We also apply TAPAS+CS to question answering tasks on the SQA dataset, which requires that the model find answers from the content of tables in a dialog setting. The inclusion of CS objectives improves the previous best performance by more than 4 points, demonstrating that this approach also generalizes performance beyond just textual entailment.
结果
我们通过与基线TAPAS模型以及两个在文本蕴含域中显示成功的先前模型LogicalFactChecker(LFC)和Structure Aware Transformer(SAT )进行比较,评估了TabFact数据集上的反事实和综合预训练目标的成功)。相对于LFC和SAT,基线TAPAS模型表现出更高的性能,但是预训练模型(TAPAS + CS)的性能明显更好,达到了新的技术水平。

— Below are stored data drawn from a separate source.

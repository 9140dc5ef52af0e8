use std::io::{BufReader, BufWriter, Write};
use std::net::{TcpStream, ToSocketAddrs};

use serde::Deserialize;
use serde_json::de::IoRead;
use serde_json::{Deserializer, Map};

use crate::command::{FindRsp, Request, Response, SessionInfo};
use crate::session::SessionToken;
use crate::store::Document;
use crate::{Result, SkvError};

/// `SkvClient` contains the functionality for communication with an [`SkvServer`].
///
/// Each method sends one [`Request`] and blocks until its [`Response`] arrives; a
/// [`Response::Err`] from the server is re-thrown as [`SkvError::Remote`].
///
/// [`SkvServer`]: ./struct.SkvServer.html
/// [`Request`]: ./enum.Request.html
/// [`Response`]: ./enum.Response.html
/// [`Response::Err`]: ./enum.Response.html#variant.Err
/// [`SkvError::Remote`]: ./enum.SkvError.html#variant.Remote
pub struct SkvClient {
    reader: Deserializer<IoRead<BufReader<TcpStream>>>,
    writer: BufWriter<TcpStream>,
}

impl SkvClient {
    /// creates a client and establishes a socket connection to the server at the given `addr`
    pub fn connect<A: ToSocketAddrs>(addr: A) -> Result<Self> {
        let tcp_reader = TcpStream::connect(addr)?;
        let tcp_writer = tcp_reader.try_clone()?;

        Ok(SkvClient {
            reader: Deserializer::from_reader(BufReader::new(tcp_reader)),
            writer: BufWriter::new(tcp_writer),
        })
    }

    /// creates a session and returns its token.
    /// A `name` makes the token deterministic so other callers can open the session by the
    /// same name; `shared` controls whether they may. A zero `duration_secs` never expires
    pub fn session_new(
        &mut self,
        name: Option<String>,
        shared: bool,
        duration_secs: u64,
        delete_on_expire: bool,
    ) -> Result<SessionToken> {
        match self.roundtrip(Request::SessionNew {
            name,
            shared,
            duration_secs,
            delete_on_expire,
        })? {
            Response::Token { token } => Ok(token),
            rsp => Err(unexpected(rsp)),
        }
    }

    /// attaches to an existing shared session by the name it was created with
    pub fn session_open(&mut self, name: String) -> Result<SessionToken> {
        match self.roundtrip(Request::SessionOpen { name })? {
            Response::Token { token } => Ok(token),
            rsp => Err(unexpected(rsp)),
        }
    }

    /// ends the session held by `token`
    pub fn session_end(&mut self, token: SessionToken) -> Result<()> {
        match self.roundtrip(Request::SessionEnd { token })? {
            Response::Done => Ok(()),
            rsp => Err(unexpected(rsp)),
        }
    }

    /// reports a session's flags, key count and expiry settings.
    /// Reading the info renews an expiring session
    pub fn session_info(&mut self, token: SessionToken) -> Result<SessionInfo> {
        match self.roundtrip(Request::SessionInfo { token })? {
            Response::Info(info) => Ok(info),
            rsp => Err(unexpected(rsp)),
        }
    }

    /// reports `(sessions, keys)` totals across every live session
    pub fn session_info_all(&mut self) -> Result<(usize, usize)> {
        match self.roundtrip(Request::SessionInfoAll)? {
            Response::InfoAll { sessions, keys } => Ok((sessions, keys)),
            rsp => Err(unexpected(rsp)),
        }
    }

    /// returns the subset of `tokens` that are live
    pub fn session_exists(&mut self, tokens: Vec<SessionToken>) -> Result<Vec<SessionToken>> {
        match self.roundtrip(Request::SessionExists { tokens })? {
            Response::Exists { tokens } => Ok(tokens),
            rsp => Err(unexpected(rsp)),
        }
    }

    /// ends every session, returning how many were ended
    pub fn session_end_all(&mut self) -> Result<usize> {
        match self.roundtrip(Request::SessionEndAll)? {
            Response::Cleared { count } => Ok(count),
            rsp => Err(unexpected(rsp)),
        }
    }

    /// inserts or overwrites the given key/document pairs in the session's store
    pub fn set(&mut self, token: SessionToken, keys: Map<String, Document>) -> Result<()> {
        match self.roundtrip(Request::Set { token, keys })? {
            Response::Done => Ok(()),
            rsp => Err(unexpected(rsp)),
        }
    }

    /// inserts the given key/document pairs only where the key is absent
    pub fn add(&mut self, token: SessionToken, keys: Map<String, Document>) -> Result<()> {
        match self.roundtrip(Request::Add { token, keys })? {
            Response::Done => Ok(()),
            rsp => Err(unexpected(rsp)),
        }
    }

    /// fetches documents from the session's store; absent keys are omitted
    pub fn get(
        &mut self,
        token: SessionToken,
        keys: Vec<String>,
    ) -> Result<Map<String, Document>> {
        match self.roundtrip(Request::Get { token, keys })? {
            Response::Documents { keys } => Ok(keys),
            rsp => Err(unexpected(rsp)),
        }
    }

    /// removes the given keys, returning how many documents were removed
    pub fn remove(&mut self, token: SessionToken, keys: Vec<String>) -> Result<usize> {
        match self.roundtrip(Request::Remove { token, keys })? {
            Response::Count { count } => Ok(count),
            rsp => Err(unexpected(rsp)),
        }
    }

    /// empties the session's store, returning how many documents were cleared
    pub fn clear(&mut self, token: SessionToken) -> Result<usize> {
        match self.roundtrip(Request::Clear { token })? {
            Response::Cleared { count } => Ok(count),
            rsp => Err(unexpected(rsp)),
        }
    }

    /// empties the session's store and then inserts the given pairs,
    /// returning how many documents the clear dropped
    pub fn clear_set(
        &mut self,
        token: SessionToken,
        keys: Map<String, Document>,
    ) -> Result<usize> {
        match self.roundtrip(Request::ClearSet { token, keys })? {
            Response::Cleared { count } => Ok(count),
            rsp => Err(unexpected(rsp)),
        }
    }

    /// counts the documents in the session's store
    pub fn count(&mut self, token: SessionToken) -> Result<usize> {
        match self.roundtrip(Request::Count { token })? {
            Response::Count { count } => Ok(count),
            rsp => Err(unexpected(rsp)),
        }
    }

    /// returns the subset of `keys` present in the session's store
    pub fn contains(&mut self, token: SessionToken, keys: Vec<String>) -> Result<Vec<String>> {
        match self.roundtrip(Request::Contains { token, keys })? {
            Response::Contains { keys } => Ok(keys),
            rsp => Err(unexpected(rsp)),
        }
    }

    /// lists the session's keys, in no particular order
    pub fn keys(&mut self, token: SessionToken) -> Result<Vec<String>> {
        match self.roundtrip(Request::Keys { token })? {
            Response::Keys { keys } => Ok(keys),
            rsp => Err(unexpected(rsp)),
        }
    }

    /// evaluates a JSONPath expression against the session's documents and returns the
    /// matching top-level keys ([`FindRsp::Keys`]) or matched path strings
    /// ([`FindRsp::Paths`]); `keys` restricts the query to those documents
    ///
    /// [`FindRsp::Keys`]: ./enum.FindRsp.html#variant.Keys
    /// [`FindRsp::Paths`]: ./enum.FindRsp.html#variant.Paths
    pub fn find(
        &mut self,
        token: SessionToken,
        path: String,
        keys: Option<Vec<String>>,
        rsp: FindRsp,
    ) -> Result<Vec<String>> {
        match self.roundtrip(Request::Find {
            token,
            path,
            keys,
            rsp,
        })? {
            Response::Found { matches } => Ok(matches),
            rsp => Err(unexpected(rsp)),
        }
    }

    /// like [`find`], but returns the matching documents themselves, keyed like a get
    ///
    /// [`find`]: ./struct.SkvClient.html#method.find
    pub fn find_kv(
        &mut self,
        token: SessionToken,
        path: String,
        keys: Option<Vec<String>>,
    ) -> Result<Map<String, Document>> {
        match self.roundtrip(Request::Find {
            token,
            path,
            keys,
            rsp: FindRsp::Kv,
        })? {
            Response::Documents { keys } => Ok(keys),
            rsp => Err(unexpected(rsp)),
        }
    }

    /// replaces every node the JSONPath expression selects within the document at `key`,
    /// returning `(existed, replacements)`
    pub fn update(
        &mut self,
        token: SessionToken,
        key: String,
        path: String,
        value: Document,
    ) -> Result<(bool, usize)> {
        match self.roundtrip(Request::Update {
            token,
            key,
            path,
            value,
        })? {
            Response::Updated { existed, count } => Ok((existed, count)),
            rsp => Err(unexpected(rsp)),
        }
    }

    /// snapshots the registry to disk under `name`, optionally restricted to the sessions in
    /// `tokens`. Returns `(sessions, keys)` written
    pub fn save(
        &mut self,
        name: String,
        tokens: Option<Vec<SessionToken>>,
    ) -> Result<(usize, usize)> {
        match self.roundtrip(Request::Save { name, tokens })? {
            Response::Saved { sessions, keys, .. } => Ok((sessions, keys)),
            rsp => Err(unexpected(rsp)),
        }
    }

    /// restores sessions from the most recent completed snapshot saved under `name`.
    /// Returns `(sessions, keys)` reconstructed
    pub fn load(&mut self, name: String) -> Result<(usize, usize)> {
        match self.roundtrip(Request::Load { name })? {
            Response::Loaded { sessions, keys, .. } => Ok((sessions, keys)),
            rsp => Err(unexpected(rsp)),
        }
    }

    // sends one request and reads back its response, re-throwing a server-side
    // error as SkvError::Remote
    fn roundtrip(&mut self, req: Request) -> Result<Response> {
        serde_json::to_writer(&mut self.writer, &req)?;
        self.writer.flush()?;

        match Response::deserialize(&mut self.reader)? {
            Response::Err(msg) => Err(SkvError::Remote(msg)),
            rsp => Ok(rsp),
        }
    }
}

fn unexpected(rsp: Response) -> SkvError {
    SkvError::Remote(format!("unexpected response from server: {:?}", rsp))
}
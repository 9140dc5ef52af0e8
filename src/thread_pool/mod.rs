//! This module provides the thread pools used to serve client connections.
//!
//! The server draws one pool thread per accepted connection; the threads never touch the
//! session registry themselves, they only decode requests and marshal them to the owner
//! worker. [`SharedQueueThreadPool`] is the pool the server binary uses;
//! [`NaiveThreadPool`] spawns a fresh thread per connection and exists mostly as the
//! simplest possible implementor of the trait.
//!
//! [`SharedQueueThreadPool`]: ./struct.SharedQueueThreadPool.html
//! [`NaiveThreadPool`]: ./struct.NaiveThreadPool.html

pub use naive::NaiveThreadPool;
pub use shared_queue::SharedQueueThreadPool;

mod naive;
mod shared_queue;

use crate::Result;

/// A trait for types that can run jobs (closures) on a pool of threads
pub trait ThreadPool {
    /// creates a new thread pool with `threads` threads
    ///
    /// # Errors
    /// returns an error if any of the threads could not be spawned at the OS level
    fn new(threads: u32) -> Result<Self>
    where
        Self: Sized;

    /// spawns a job into the thread pool
    fn spawn<F>(&self, job: F)
    where
        F: FnOnce() + Send + 'static;
}
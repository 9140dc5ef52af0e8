use std::collections::HashSet;
use std::fs;
use std::path::Path;
use std::time::Duration;

use rand::rngs::SmallRng;
use rand::{Rng, SeedableRng};
use serde_json::json;
use skv::{DocStore, ExpirySpec, SessionRegistry, SnapshotReader, SnapshotWriter};
use tempfile::TempDir;
use walkdir::WalkDir;

#[test]
fn registry_round_trip() {
    let dir = TempDir::new().unwrap();
    let mut registry = SessionRegistry::new();
    registry
        .start(1, false, None)
        .unwrap()
        .set("x".to_string(), json!(1));
    registry
        .start(2, false, None)
        .unwrap()
        .set("y".to_string(), json!("z"));

    let writer = SnapshotWriter::new(dir.path());
    let snapshot = writer.save_registry(&registry, "backup", None).unwrap();
    assert_eq!(snapshot.sessions, 2);
    assert_eq!(snapshot.keys, 2);

    let mut restored = SessionRegistry::new();
    let reader = SnapshotReader::new(dir.path());
    let result = reader.load_registry("backup", &mut restored).unwrap();

    assert_eq!(result.sessions, 2);
    assert_eq!(result.keys, 2);
    assert_eq!(restored.count_sessions(), 2);
    assert_eq!(restored.count_keys(), 2);
    assert_eq!(restored.session(1).unwrap().store().get("x"), Some(&json!(1)));
    assert_eq!(restored.session(2).unwrap().store().get("y"), Some(&json!("z")));
}

#[test]
fn the_most_recent_save_wins() {
    let dir = TempDir::new().unwrap();
    let writer = SnapshotWriter::new(dir.path());

    let mut registry = SessionRegistry::new();
    registry
        .start(1, false, None)
        .unwrap()
        .set("x".to_string(), json!("old"));
    writer.save_registry(&registry, "backup", None).unwrap();

    registry
        .get_store(1)
        .unwrap()
        .set("x".to_string(), json!("new"));
    writer.save_registry(&registry, "backup", None).unwrap();

    let mut restored = SessionRegistry::new();
    SnapshotReader::new(dir.path())
        .load_registry("backup", &mut restored)
        .unwrap();

    assert_eq!(restored.count_sessions(), 1);
    assert_eq!(
        restored.session(1).unwrap().store().get("x"),
        Some(&json!("new"))
    );
}

#[test]
fn session_settings_survive_the_round_trip() {
    let dir = TempDir::new().unwrap();
    let mut registry = SessionRegistry::new();
    registry.start(
        9,
        true,
        Some(ExpirySpec {
            duration: Duration::from_secs(60),
            delete_on_expire: true,
        }),
    );

    SnapshotWriter::new(dir.path())
        .save_registry(&registry, "backup", None)
        .unwrap();

    let mut restored = SessionRegistry::new();
    SnapshotReader::new(dir.path())
        .load_registry("backup", &mut restored)
        .unwrap();

    let session = restored.session(9).unwrap();
    assert!(session.shared());
    let spec = session.expiry().unwrap();
    assert_eq!(spec.duration, Duration::from_secs(60));
    assert!(spec.delete_on_expire);
    // the restored session is back in the expiry index
    assert_eq!(restored.count_expiring(), 1);
}

#[test]
fn a_large_save_spans_multiple_chunks() {
    let dir = TempDir::new().unwrap();
    let mut rng = SmallRng::seed_from_u64(42);
    let mut registry = SessionRegistry::new();

    for token in 1..=50 {
        let store = registry.start(token, false, None).unwrap();
        let filler: String = (0..200).map(|_| rng.gen_range('a'..='z')).collect();
        store.set("payload".to_string(), json!(filler));
    }

    // a 2 KiB cap forces several chunk files for ~50 records
    let writer = SnapshotWriter::with_chunk_limit(dir.path(), 2 * 1024);
    writer.save_registry(&registry, "bulk", None).unwrap();

    let chunk_count = WalkDir::new(dir.path())
        .into_iter()
        .filter_map(|entry| entry.ok())
        .filter(|entry| {
            entry.file_type().is_file()
                && entry.path().parent().and_then(Path::file_name) == Some("data".as_ref())
        })
        .count();
    assert!(chunk_count >= 2, "expected >= 2 chunks, got {}", chunk_count);

    let mut restored = SessionRegistry::new();
    let result = SnapshotReader::new(dir.path())
        .load_registry("bulk", &mut restored)
        .unwrap();
    assert_eq!(result.sessions, 50);
    assert_eq!(result.keys, 50);
    assert_eq!(restored.count_sessions(), 50);
}

#[test]
fn a_selected_save_excludes_other_sessions() {
    let dir = TempDir::new().unwrap();
    let mut registry = SessionRegistry::new();
    for token in [1, 2, 3] {
        registry
            .start(token, false, None)
            .unwrap()
            .set("k".to_string(), json!(token));
    }

    let selection: HashSet<u64> = vec![1, 3].into_iter().collect();
    let snapshot = SnapshotWriter::new(dir.path())
        .save_registry(&registry, "partial", Some(&selection))
        .unwrap();
    assert_eq!(snapshot.sessions, 2);

    let mut restored = SessionRegistry::new();
    SnapshotReader::new(dir.path())
        .load_registry("partial", &mut restored)
        .unwrap();
    assert!(restored.contains(1));
    assert!(!restored.contains(2));
    assert!(restored.contains(3));
}

#[test]
fn raw_store_round_trip() {
    let dir = TempDir::new().unwrap();
    let mut store = DocStore::new();
    store.set("a".to_string(), json!({"n": 1}));
    store.set("b".to_string(), json!([1, 2, 3]));

    let snapshot = SnapshotWriter::new(dir.path()).save_store(&store, "raw").unwrap();
    assert_eq!(snapshot.sessions, 0);
    assert_eq!(snapshot.keys, 2);

    let mut restored = DocStore::new();
    let result = SnapshotReader::new(dir.path())
        .load_store("raw", &mut restored)
        .unwrap();
    assert_eq!(result.keys, 2);
    assert_eq!(restored.get("a"), Some(&json!({"n": 1})));
    assert_eq!(restored.get("b"), Some(&json!([1, 2, 3])));

    // the dataset holds raw keys, so a registry load must refuse it
    let mut registry = SessionRegistry::new();
    assert!(SnapshotReader::new(dir.path())
        .load_registry("raw", &mut registry)
        .is_err());
}

#[test]
fn loading_an_unknown_name_fails() {
    let dir = TempDir::new().unwrap();
    let mut registry = SessionRegistry::new();
    assert!(SnapshotReader::new(dir.path())
        .load_registry("nothing-here", &mut registry)
        .is_err());
}

// writes a dataset by hand so the metadata can be given an arbitrary status
fn write_dataset(root: &Path, name: &str, stamp: &str, status: u8, records: &str) {
    let dataset = root.join(name).join(stamp);
    fs::create_dir_all(dataset.join("md")).unwrap();
    fs::create_dir_all(dataset.join("data")).unwrap();
    let md = format!(
        r#"{{"name":"{}","version":2,"status":{},"start":1,"complete":2,"saveDataType":1}}"#,
        name, status
    );
    fs::write(dataset.join("md").join("md.json"), md).unwrap();
    fs::write(dataset.join("data").join("0"), records).unwrap();
}

#[test]
fn incomplete_datasets_are_rejected() {
    let dir = TempDir::new().unwrap();
    write_dataset(dir.path(), "crashed", "100", 0, "[]");
    write_dataset(dir.path(), "failed", "100", 2, "[]");

    let reader = SnapshotReader::new(dir.path());
    let mut registry = SessionRegistry::new();
    assert!(reader.load_registry("crashed", &mut registry).is_err());
    assert!(reader.load_registry("failed", &mut registry).is_err());
    assert_eq!(registry.count_sessions(), 0);
}

#[test]
fn a_malformed_chunk_aborts_the_load() {
    let dir = TempDir::new().unwrap();
    write_dataset(dir.path(), "garbled", "100", 1, "this is not json");

    let mut registry = SessionRegistry::new();
    assert!(SnapshotReader::new(dir.path())
        .load_registry("garbled", &mut registry)
        .is_err());
}

#[test]
fn datasets_use_the_expected_layout() {
    let dir = TempDir::new().unwrap();
    let mut registry = SessionRegistry::new();
    registry
        .start(5, true, None)
        .unwrap()
        .set("k".to_string(), json!("v"));

    let snapshot = SnapshotWriter::new(dir.path())
        .save_registry(&registry, "layout", None)
        .unwrap();

    // <root>/<name>/<timestamp>/md/md.json with a numeric timestamp directory
    let stamp = snapshot.dir.file_name().unwrap().to_str().unwrap();
    assert!(stamp.parse::<u128>().is_ok());
    assert_eq!(snapshot.dir.parent().unwrap(), dir.path().join("layout"));

    let metadata: serde_json::Value = serde_json::from_str(
        &fs::read_to_string(snapshot.dir.join("md").join("md.json")).unwrap(),
    )
    .unwrap();
    assert_eq!(metadata["name"], json!("layout"));
    assert_eq!(metadata["version"], json!(2));
    assert_eq!(metadata["status"], json!(1));
    assert_eq!(metadata["saveDataType"], json!(1));
    assert!(metadata["complete"].as_u64().unwrap() >= metadata["start"].as_u64().unwrap());

    // one chunk, a complete JSON array of session records
    let chunk: serde_json::Value =
        serde_json::from_str(&fs::read_to_string(snapshot.dir.join("data").join("0")).unwrap())
            .unwrap();
    let records = chunk.as_array().unwrap();
    assert_eq!(records.len(), 1);
    assert_eq!(records[0]["sh"]["tkn"], json!(5));
    assert_eq!(records[0]["sh"]["shared"], json!(true));
    assert_eq!(records[0]["sh"]["expiry"]["duration"], json!(0));
    assert_eq!(records[0]["keys"]["k"], json!("v"));
}
fn main() -> Result<()> {
    // configure a subscriber that will log messages to STDERR
    subscriber_config();

    let matches = App::new("skv-client")
        .version(crate_version!())
        .about("client for the skv session/document store")
        .subcommands(vec![
            SubCommand::with_name("new")
                .about("Create a session and print its token")
                .arg(
                    Arg::with_name("name")
                        .long("name")
                        .value_name("NAME")
                        .help("derive the session token from this name")
                        .takes_value(true),
                )
                .arg(
                    Arg::with_name("shared")
                        .long("shared")
                        .help("let other clients open the session by name"),
                )
                .arg(
                    Arg::with_name("ttl")
                        .long("ttl")
                        .value_name("SECONDS")
                        .help("seconds until the session expires; 0 never expires")
                        .default_value("0"),
                )
                .arg(
                    Arg::with_name("delete-on-expire")
                        .long("delete-on-expire")
                        .help("remove the session on expiry instead of clearing it"),
                ),
            SubCommand::with_name("open")
                .about("Attach to an existing shared session by name")
                .arg(Arg::with_name("NAME").required(true).index(1)),
            SubCommand::with_name("end")
                .about("End a session")
                .arg(token_arg()),
            SubCommand::with_name("info")
                .about("Print a session's flags, key count and expiry")
                .arg(token_arg()),
            SubCommand::with_name("info-all").about("Print totals across every live session"),
            SubCommand::with_name("exists")
                .about("Print which of the given tokens are live")
                .arg(Arg::with_name("TOKEN").required(true).multiple(true)),
            SubCommand::with_name("end-all").about("End every session"),
            SubCommand::with_name("set")
                .about("Store a document under a key")
                .arg(token_arg())
                .arg(Arg::with_name("KEY").required(true).index(1))
                .arg(Arg::with_name("VALUE").required(true).index(2)),
            SubCommand::with_name("add")
                .about("Store a document only if the key is absent")
                .arg(token_arg())
                .arg(Arg::with_name("KEY").required(true).index(1))
                .arg(Arg::with_name("VALUE").required(true).index(2)),
            SubCommand::with_name("get")
                .about("Fetch documents by key")
                .arg(token_arg())
                .arg(Arg::with_name("KEY").required(true).multiple(true)),
            SubCommand::with_name("rm")
                .about("Remove documents by key")
                .arg(token_arg())
                .arg(Arg::with_name("KEY").required(true).multiple(true)),
            SubCommand::with_name("clear")
                .about("Empty the session's store")
                .arg(token_arg()),
            SubCommand::with_name("clear-set")
                .about("Empty the session's store, then store a document")
                .arg(token_arg())
                .arg(Arg::with_name("KEY").required(true).index(1))
                .arg(Arg::with_name("VALUE").required(true).index(2)),
            SubCommand::with_name("count")
                .about("Count the session's documents")
                .arg(token_arg()),
            SubCommand::with_name("keys")
                .about("List the session's keys")
                .arg(token_arg()),
            SubCommand::with_name("contains")
                .about("Print which of the given keys are present")
                .arg(token_arg())
                .arg(Arg::with_name("KEY").required(true).multiple(true)),
            SubCommand::with_name("find")
                .about("Evaluate a JSONPath expression against the session's documents")
                .arg(token_arg())
                .arg(Arg::with_name("PATH").required(true).index(1))
                .arg(
                    Arg::with_name("keys")
                        .long("keys")
                        .value_name("KEY")
                        .help("restrict the query to these keys")
                        .multiple(true)
                        .takes_value(true),
                )
                .arg(
                    Arg::with_name("rsp")
                        .long("rsp")
                        .value_name("MODE")
                        .help("what to print: keys, paths or kv")
                        .possible_values(&["keys", "paths", "kv"])
                        .default_value("keys"),
                ),
            SubCommand::with_name("update")
                .about("Replace every node a JSONPath expression selects within one document")
                .arg(token_arg())
                .arg(Arg::with_name("KEY").required(true).index(1))
                .arg(Arg::with_name("PATH").required(true).index(2))
                .arg(Arg::with_name("VALUE").required(true).index(3)),
            SubCommand::with_name("save")
                .about("Snapshot the registry to disk")
                .arg(Arg::with_name("NAME").required(true).index(1))
                .arg(
                    Arg::with_name("tkn")
                        .long("tkn")
                        .value_name("TOKEN")
                        .help("restrict the save to these sessions")
                        .multiple(true)
                        .takes_value(true),
                ),
            SubCommand::with_name("load")
                .about("Restore sessions from the most recent completed snapshot")
                .arg(Arg::with_name("NAME").required(true).index(1)),
        ])
        .arg(
            Arg::with_name("addr")
                .long("addr")
                .value_name("IP_ADDR:PORT")
                .help("sets the IP_ADDR:PORT of the server to connect to")
                .default_value(DEFAULT_ADDRESS),
        )
        .get_matches();

    // parse commands into an Opt struct
    match parse_options(matches) {
        Ok(opt) => run(opt),
        Err(e) => Err(e),
    }
}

我们还将TAPAS + CS应用于SQA数据集上的问答任务,这要求模型在对话框设置中从表的内容中找到答案。包含CS目标可以使以前的最佳性能提高4个百分点以上,这表明该方法还可以将性能推广到文本之外。
Results on TabFact (left) and SQA (right). Using the synthetic and counterfactual datasets, we achieve new state-of-the-art results in both tasks by a large margin.
Data and Compute Efficiency
Another aspect of the counterfactual and synthetic pre-training tasks is that since the models are already tuned for binary classification, they can be applied without any fine-tuning to TabFact. We explore what happens to each of the models when trained only on a subset (or even none) of the data. Without looking at a single example, the TAPAS+CS model is competitive with a strong baseline Table-Bert, and when only 10% of the data are included, the results are comparable to the previous state-of-the-art.
数据和计算效率
反事实和合成的预训练任务的另一个方面是,由于已经针对二进制分类对模型进行了调整,因此可以在不对TabFact进行任何微调的情况下应用它们。我们探索仅在数据的一个子集(甚至没有数据)上训练时每个模型会发生什么。无需查看单个示例,TAPAS + CS模型就具有强大的基线Table-Bert竞争能力,并且当仅包含10%的数据时,结果可与以前的最新技术相提并论。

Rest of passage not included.